BEGIN

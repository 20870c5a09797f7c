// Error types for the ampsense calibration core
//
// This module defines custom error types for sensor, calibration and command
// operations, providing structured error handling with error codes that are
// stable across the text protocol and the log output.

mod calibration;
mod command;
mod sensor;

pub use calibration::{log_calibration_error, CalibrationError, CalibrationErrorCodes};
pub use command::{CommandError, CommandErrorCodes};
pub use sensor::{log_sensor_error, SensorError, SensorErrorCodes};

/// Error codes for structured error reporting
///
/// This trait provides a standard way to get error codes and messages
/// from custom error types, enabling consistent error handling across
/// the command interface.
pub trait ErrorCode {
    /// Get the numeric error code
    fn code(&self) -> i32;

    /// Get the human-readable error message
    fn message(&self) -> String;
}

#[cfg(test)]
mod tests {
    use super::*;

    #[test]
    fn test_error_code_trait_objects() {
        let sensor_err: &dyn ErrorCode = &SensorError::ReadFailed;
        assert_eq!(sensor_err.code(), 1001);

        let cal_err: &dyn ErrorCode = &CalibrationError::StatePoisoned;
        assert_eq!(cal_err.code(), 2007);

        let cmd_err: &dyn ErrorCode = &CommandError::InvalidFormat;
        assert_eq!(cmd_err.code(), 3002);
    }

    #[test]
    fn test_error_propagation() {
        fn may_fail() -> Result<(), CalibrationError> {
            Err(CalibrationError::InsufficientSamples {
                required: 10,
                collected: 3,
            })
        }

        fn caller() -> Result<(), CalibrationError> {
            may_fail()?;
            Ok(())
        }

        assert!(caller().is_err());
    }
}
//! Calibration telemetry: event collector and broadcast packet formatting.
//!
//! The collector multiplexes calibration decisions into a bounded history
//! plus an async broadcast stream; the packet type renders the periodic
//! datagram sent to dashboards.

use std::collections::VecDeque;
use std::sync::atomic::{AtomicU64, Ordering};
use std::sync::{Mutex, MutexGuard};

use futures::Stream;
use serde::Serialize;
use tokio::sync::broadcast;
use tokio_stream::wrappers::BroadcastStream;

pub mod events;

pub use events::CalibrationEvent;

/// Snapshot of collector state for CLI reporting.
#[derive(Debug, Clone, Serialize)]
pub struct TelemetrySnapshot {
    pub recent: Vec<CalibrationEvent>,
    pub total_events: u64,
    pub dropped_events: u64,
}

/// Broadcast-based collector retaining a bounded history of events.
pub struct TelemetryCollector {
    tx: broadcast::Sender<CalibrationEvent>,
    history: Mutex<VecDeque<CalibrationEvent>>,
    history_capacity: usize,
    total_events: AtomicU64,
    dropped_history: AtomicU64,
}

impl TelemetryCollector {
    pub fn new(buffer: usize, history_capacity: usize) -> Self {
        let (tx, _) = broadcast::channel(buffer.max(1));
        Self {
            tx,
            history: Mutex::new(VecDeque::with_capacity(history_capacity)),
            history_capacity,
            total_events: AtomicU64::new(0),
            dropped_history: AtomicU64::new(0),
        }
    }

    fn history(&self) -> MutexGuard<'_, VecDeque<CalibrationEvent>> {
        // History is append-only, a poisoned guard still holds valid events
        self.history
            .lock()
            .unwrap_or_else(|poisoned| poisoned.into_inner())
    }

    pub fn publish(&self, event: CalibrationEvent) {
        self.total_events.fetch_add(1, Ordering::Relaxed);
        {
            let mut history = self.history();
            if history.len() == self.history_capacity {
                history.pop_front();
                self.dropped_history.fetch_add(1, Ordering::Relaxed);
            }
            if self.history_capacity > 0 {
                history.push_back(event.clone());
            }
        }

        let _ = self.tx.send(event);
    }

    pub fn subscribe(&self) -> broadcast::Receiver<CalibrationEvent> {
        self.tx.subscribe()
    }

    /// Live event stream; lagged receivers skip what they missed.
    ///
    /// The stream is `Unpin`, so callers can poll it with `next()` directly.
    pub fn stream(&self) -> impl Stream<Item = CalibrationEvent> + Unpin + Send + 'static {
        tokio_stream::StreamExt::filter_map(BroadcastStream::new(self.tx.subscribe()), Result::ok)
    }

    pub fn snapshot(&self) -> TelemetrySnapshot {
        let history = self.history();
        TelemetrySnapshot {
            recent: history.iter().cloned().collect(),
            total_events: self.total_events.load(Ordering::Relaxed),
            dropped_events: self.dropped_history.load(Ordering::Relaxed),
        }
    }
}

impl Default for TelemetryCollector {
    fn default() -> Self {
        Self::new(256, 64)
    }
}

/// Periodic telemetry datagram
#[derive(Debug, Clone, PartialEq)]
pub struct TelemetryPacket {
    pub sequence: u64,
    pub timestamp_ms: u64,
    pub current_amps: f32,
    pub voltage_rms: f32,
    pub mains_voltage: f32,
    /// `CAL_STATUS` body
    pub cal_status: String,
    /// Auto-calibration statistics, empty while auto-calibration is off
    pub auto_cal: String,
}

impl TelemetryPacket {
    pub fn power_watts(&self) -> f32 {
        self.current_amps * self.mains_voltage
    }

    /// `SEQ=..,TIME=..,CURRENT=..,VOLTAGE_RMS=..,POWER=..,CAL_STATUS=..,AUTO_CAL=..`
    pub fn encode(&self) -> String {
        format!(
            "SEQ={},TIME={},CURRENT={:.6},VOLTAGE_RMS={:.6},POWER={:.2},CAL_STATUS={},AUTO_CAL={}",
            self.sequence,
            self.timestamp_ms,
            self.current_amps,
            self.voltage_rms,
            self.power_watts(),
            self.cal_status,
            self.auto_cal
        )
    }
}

END

> [ACTIVITY]: Extract, please, the lines from the start of the entries above through the one with "mod command;", both included, reproducing each exactly and adding nothing.

> [RESPONSE BOX]:
repository 20870c5a09797f7c
// Error types for the ampsense calibration core
//
// This module defines custom error types for sensor, calibration and command
// operations, providing structured error handling with error codes that are
// stable across the text protocol and the log output.

mod calibration;
mod command;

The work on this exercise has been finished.